- PROVIDED RECORDS:

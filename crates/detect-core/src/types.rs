use thiserror::Error;

/// Single detection returned by a detector.
#[derive(Debug, Clone)]
pub struct RawDetection {
    pub class_id: usize,
    pub label: String,
    /// Model confidence in `[0, 1]`.
    pub confidence: f32,
    /// Pixel-space box `[x, y, width, height]`, top-left origin.
    pub bbox_xywh: [f32; 4],
}

impl RawDetection {
    pub fn new(class_id: usize, label: impl Into<String>, confidence: f32, bbox_xywh: [f32; 4]) -> Self {
        Self {
            class_id,
            label: label.into(),
            confidence,
            bbox_xywh,
        }
    }
}

#[derive(Debug, Error)]
pub enum DetectError {
    #[error("inference failed: {0}")]
    Inference(String),
    #[error("frame rejected by detector: {0}")]
    BadFrame(String),
}

/// Deterministic per-class display color. Hue steps by the golden angle so
/// neighboring class ids land far apart on the wheel.
pub fn class_color(class_id: usize) -> [u8; 3] {
    let hue = (class_id * 137) % 360;
    let saturation = 0.7_f32;
    let value = 0.9_f32;

    let c = value * saturation;
    let x = c * (1.0 - ((hue as f32 / 60.0) % 2.0 - 1.0).abs());
    let m = value - c;

    let (r, g, b) = match hue / 60 {
        0 => (c, x, 0.0),
        1 => (x, c, 0.0),
        2 => (0.0, c, x),
        3 => (0.0, x, c),
        4 => (x, 0.0, c),
        _ => (c, 0.0, x),
    };

    [
        ((r + m) * 255.0) as u8,
        ((g + m) * 255.0) as u8,
        ((b + m) * 255.0) as u8,
    ]
}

- BRIEF: Starting from the line containing "pub enum DetectError", repeat each line through the end of the entries, exactly.

- RESPONSE:
pub enum DetectError {
    #[error("inference failed: {0}")]
    Inference(String),
    #[error("frame rejected by detector: {0}")]
    BadFrame(String),
}

/// Deterministic per-class display color. Hue steps by the golden angle so
/// neighboring class ids land far apart on the wheel.
pub fn class_color(class_id: usize) -> [u8; 3] {
    let hue = (class_id * 137) % 360;
    let saturation = 0.7_f32;
    let value = 0.9_f32;

    let c = value * saturation;
    let x = c * (1.0 - ((hue as f32 / 60.0) % 2.0 - 1.0).abs());
    let m = value - c;

    let (r, g, b) = match hue / 60 {
        0 => (c, x, 0.0),
        1 => (x, c, 0.0),
        2 => (0.0, c, x),
        3 => (0.0, x, c),
        4 => (x, 0.0, c),
        _ => (c, 0.0, x),
    };

    [
        ((r + m) * 255.0) as u8,
        ((g + m) * 255.0) as u8,
        ((b + m) * 255.0) as u8,
    ]
}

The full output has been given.